Claire Melamed, Christian Aid
As if the debate on Special and Differential Treatment (SDT) at the WTO wasn’t heated enough, the World Bank has decided to up the temperature a little with its own, highly partisan, contribution. In a recent draft from Bernard Hoekman, Bank trade economist, Constantine Michalopoulos and Alan Winters from the University of Sussex, the main proposal is to do away with SDT altogether for the majority of WTO agreements. Most WTO rules, which commit members to liberalise their international trading regimes, are, say the Bank, good rules and should be followed by everyone, regardless of their level of development.
However, they accept that the very poorest might need some extra help with some of the rules. The Bank’s paper has recommendations for what help the least developed countries should get: better market access, opt outs for a few countries for a few agreements, more technical assistance and a commitment to renegotiate some of the most blatantly unfair rules. But they recommend that, in return, these countries should give away the non-reciprocity they have enjoyed up to now – the right to protect their own industries and still enjoy access to industrialised country markets.
Neither proposal is based on good economics. As the paper itself says, most successful developers have done so through government intervention (p.8), and the record of trade liberalisation in developing countries over the last 20 years has been “disappointing” (p.9). So there seems little justification in the assertion that it is in the interests of developing countries to liberalise their trade regimes – and that giving up the right to protect for better market access is a good bargain from a development point of view.
The politics of the Bank’s intervention are equally unhelpful. Their recommendations are so close to those of many of the most powerful countries in the WTO – the ones that have been, in the eyes of many developing countries, responsible for blocking progress on SDT over the last year – that they will simply confirm the view among critics that the bank is wedded to the interests of the big industrial powers, and cannot offer unbiased research or policy advice to developing countries.
One of the key debates in the WTO around SDT over the last year has been over the extent to which changes to SDT require a renegotiation of existing agreements, and the extent to which changes should be seen as amendments to make agreements work in the way they were originally intended. The Bank, like most industrialised countries, is in no doubt at all – agreements should be renegotiated, and developing countries should be prepared to make concessions to get what in many cases they thought they already had.
However, developing countries say that if the agreements have to be renegotiated they will be paying twice – once for the original wording that expressed the intention to provide favourable treatment for poorer WTO members, and then again for the changes that are required to fulfil the promises made. After thirty years of adjustment, developing countries have little to offer in the way of tariff reductions – the best they could do in the way of making concessions would be to agree to the expansion of the WTO into new areas such as investment. This is quite explicitly the hope of many negotiators from industrialised countries, who are holding out SDT in key areas such as agriculture as the carrot that will make developing countries acquiesce to the stick of a WTO investment agreement.

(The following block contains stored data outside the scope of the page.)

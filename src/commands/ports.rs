use crate::transport::serial::{list_ports,BAUD_RATES,DEFAULT_BAUD};
use crate::STDRESULT;

pub fn ports() -> STDRESULT {
    let ports = list_ports()?;
    if ports.is_empty() {
        eprintln!("no serial ports were found");
        return Ok(());
    }
    for (name,desc) in ports {
        println!("{:20} {}",name,desc);
    }
    let rates: Vec<String> = BAUD_RATES.iter().map(|b| b.to_string()).collect();
    eprintln!("baud rates: {} (default {})",rates.join(", "),DEFAULT_BAUD);
    Ok(())
}
use crate::{
    dom::{ids, Display, Document},
    error::AppResult,
};

/// One trigger and the panel right after it
#[derive(Debug, Clone, PartialEq, Eq)]
pub struct AccordionSection {
    pub trigger: String,
    pub panel: String,
}

/// All accordion sections on the page. Sections never affect each other.
#[derive(Debug, Clone, Default)]
pub struct Accordion {
    sections: Vec<AccordionSection>,
}

impl Accordion {
    /// Pairs every `.accordion` element with its next sibling and collapses
    /// the panels. Fails if a trigger is the last element on the page.
    pub fn wire(doc: &mut Document) -> AppResult<Self> {
        let triggers: Vec<String> = doc
            .by_class(ids::ACCORDION_CLASS)
            .map(|e| e.id.clone())
            .collect();

        let mut sections = Vec::with_capacity(triggers.len());
        for trigger in triggers {
            let panel = doc.next_sibling(&trigger)?.id.clone();
            doc.set_display(&panel, Display::None)?;
            sections.push(AccordionSection { trigger, panel });
        }

        tracing::debug!(sections = sections.len(), "Accordion wired");
        Ok(Self { sections })
    }

    pub fn sections(&self) -> &[AccordionSection] {
        &self.sections
    }

    pub fn section(&self, trigger: &str) -> Option<&AccordionSection> {
        self.sections.iter().find(|s| s.trigger == trigger)
    }

    /// Handles a click on `trigger`. Returns the panel's new visibility, or
    /// `None` when the target is not an accordion trigger.
    pub fn toggle(&self, doc: &mut Document, trigger: &str) -> AppResult<Option<bool>> {
        let Some(section) = self.section(trigger) else {
            return Ok(None);
        };

        doc.get_mut(&section.trigger)?.toggle_class(ids::ACTIVE_CLASS);
        let panel = doc.get_mut(&section.panel)?;
        panel.display = panel.display.toggled();

        Ok(Some(panel.display.is_visible()))
    }
}

#[cfg(test)]
mod tests {
    use super::*;
    use crate::dom::Element;

    #[test]
    fn test_wire_pairs_and_hides() {
        let mut doc = Document::new();
        doc.push(Element::new("faq1", "button").with_class("accordion"));
        doc.push(Element::new("faq1Panel", "div"));
        doc.push(Element::new("faq2", "button").with_class("accordion"));
        doc.push(Element::new("faq2Panel", "div"));

        let accordion = Accordion::wire(&mut doc).unwrap();
        assert_eq!(
            accordion.sections(),
            &[
                AccordionSection {
                    trigger: "faq1".to_string(),
                    panel: "faq1Panel".to_string()
                },
                AccordionSection {
                    trigger: "faq2".to_string(),
                    panel: "faq2Panel".to_string()
                },
            ]
        );
        assert!(!doc.is_visible("faq1Panel").unwrap());
        assert!(!doc.is_visible("faq2Panel").unwrap());
    }

    #[test]
    fn test_wire_fails_without_panel() {
        let mut doc = Document::new();
        doc.push(Element::new("lonely", "button").with_class("accordion"));
        assert!(Accordion::wire(&mut doc).is_err());
    }

    #[test]
    fn test_double_toggle_restores_hidden() {
        let mut doc = Document::standard();
        let accordion = Accordion::wire(&mut doc).unwrap();

        assert_eq!(accordion.toggle(&mut doc, "mainAccordion").unwrap(), Some(true));
        assert!(doc.get("mainAccordion").unwrap().has_class("active"));
        assert!(doc.is_visible(ids::MAIN_PANEL).unwrap());

        assert_eq!(accordion.toggle(&mut doc, "mainAccordion").unwrap(), Some(false));
        assert!(!doc.get("mainAccordion").unwrap().has_class("active"));
        assert!(!doc.is_visible(ids::MAIN_PANEL).unwrap());
    }

    #[test]
    fn test_sections_are_independent() {
        let mut doc = Document::standard();
        let accordion = Accordion::wire(&mut doc).unwrap();

        accordion.toggle(&mut doc, "bonusAccordion").unwrap();
        assert!(doc.is_visible(ids::BONUS_PANEL).unwrap());
        assert!(!doc.is_visible(ids::MAIN_PANEL).unwrap());
        assert!(!doc.is_visible(ids::ADDITIONAL_PANEL).unwrap());
    }

    #[test]
    fn test_non_trigger_ignored() {
        let mut doc = Document::standard();
        let accordion = Accordion::wire(&mut doc).unwrap();
        assert_eq!(accordion.toggle(&mut doc, ids::SEARCH_BUTTON).unwrap(), None);
    }
}
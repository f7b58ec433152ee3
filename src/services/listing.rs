use std::fmt::Write;

use crate::{
    models::{PhoneResult, RecommendationResponse, UsageCategory},
    services::{
        renderer::format_price,
        sentiment::{format_score, SentimentLabel},
    },
};

/// Plain-text rendition of a recommendation payload for terminals
pub fn format_listing(response: &RecommendationResponse, usage: UsageCategory) -> String {
    let mut out = String::new();

    if response.main.is_empty() {
        out.push_str("No phones found for your criteria.\n");
    } else {
        out.push_str("Recommended Phones:\n");
        write_phones(&mut out, &response.main);
    }

    if !response.additional.is_empty() {
        out.push_str("\nSlightly Above Budget:\n");
        write_phones(&mut out, &response.additional);
    }

    if !response.bonus.is_empty() {
        let _ = writeln!(out, "\nBonus Suggestions ({} Edition):", usage);
        for item in &response.bonus {
            let _ = writeln!(out, "  - {}", item);
        }
    }

    out
}

fn write_phones(out: &mut String, phones: &[PhoneResult]) {
    for (n, phone) in phones.iter().enumerate() {
        let _ = writeln!(
            out,
            "{}) {} – {}",
            n + 1,
            phone.display_name(),
            format_price(phone.price)
        );
        let _ = writeln!(out, "   \"{}\"", phone.first_review().unwrap_or_default());

        let label = SentimentLabel::from_score(phone.sentiment)
            .map(|l| format!(" {}", l))
            .unwrap_or_default();
        let _ = writeln!(
            out,
            "   Sentiment: {}{} ({} reviews)",
            format_score(phone.sentiment),
            label,
            phone.review_count()
        );

        if let Some(link) = phone.purchase_link() {
            let _ = writeln!(out, "   Buy → {}", link);
        }
    }
}
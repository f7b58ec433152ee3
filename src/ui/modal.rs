use crate::{
    dom::{ids, Display, Document},
    error::AppResult,
};

/// The "about" overlay and its three controls
#[derive(Debug, Clone, PartialEq, Eq)]
pub struct AboutModal {
    modal: String,
    open_button: String,
    close_button: String,
}

impl AboutModal {
    /// Locates the modal, its open button and the first `.close-btn`, and
    /// starts the modal hidden
    pub fn wire(doc: &mut Document) -> AppResult<Self> {
        let modal = doc.get(ids::ABOUT_MODAL)?.id.clone();
        let open_button = doc.get(ids::ABOUT_BUTTON)?.id.clone();
        let close_button = doc.first_by_class(ids::CLOSE_BUTTON_CLASS)?.id.clone();
        doc.set_display(&modal, Display::None)?;

        Ok(Self {
            modal,
            open_button,
            close_button,
        })
    }

    pub fn is_open(&self, doc: &Document) -> AppResult<bool> {
        doc.is_visible(&self.modal)
    }

    pub fn open(&self, doc: &mut Document) -> AppResult<()> {
        doc.set_display(&self.modal, Display::Block)
    }

    pub fn close(&self, doc: &mut Document) -> AppResult<()> {
        doc.set_display(&self.modal, Display::None)
    }

    /// Handles a click on `target`. The backdrop is the modal element itself,
    /// so clicks on its content never reach this branch.
    ///
    /// Returns the modal's visibility when the click concerned it.
    pub fn handle_click(&self, doc: &mut Document, target: &str) -> AppResult<Option<bool>> {
        if target == self.open_button {
            self.open(doc)?;
        } else if target == self.close_button || target == self.modal {
            self.close(doc)?;
        } else {
            return Ok(None);
        }
        Ok(Some(self.is_open(doc)?))
    }
}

Another, equally controversial issue in the WTO has been the question of differentiation – which of the group of countries that currently define themselves as developing in the WTO should be eligible for what SDT provisions. While everyone involved accepts that some form of differentiation will be necessary, the Bank go beyond the already limited proposals put forward by the developed countries, arguing that SDT should only be applicable to the Least-Developed countries and a handful of other very small and vulnerable countries. Apparently the millions of poor people who live in countries like Ghana that are desperately poor but not officially least developed, can take their chances with the producers of Europe and America.
In other words, SDT is to be “strengthened” by applying to fewer countries and across fewer agreements, and Doha is to be a “development round” by making poor countries pay again for what they thought they already had. If this is what the Bank has to offer in the way of intervening in WTO debates, perhaps it should stay out.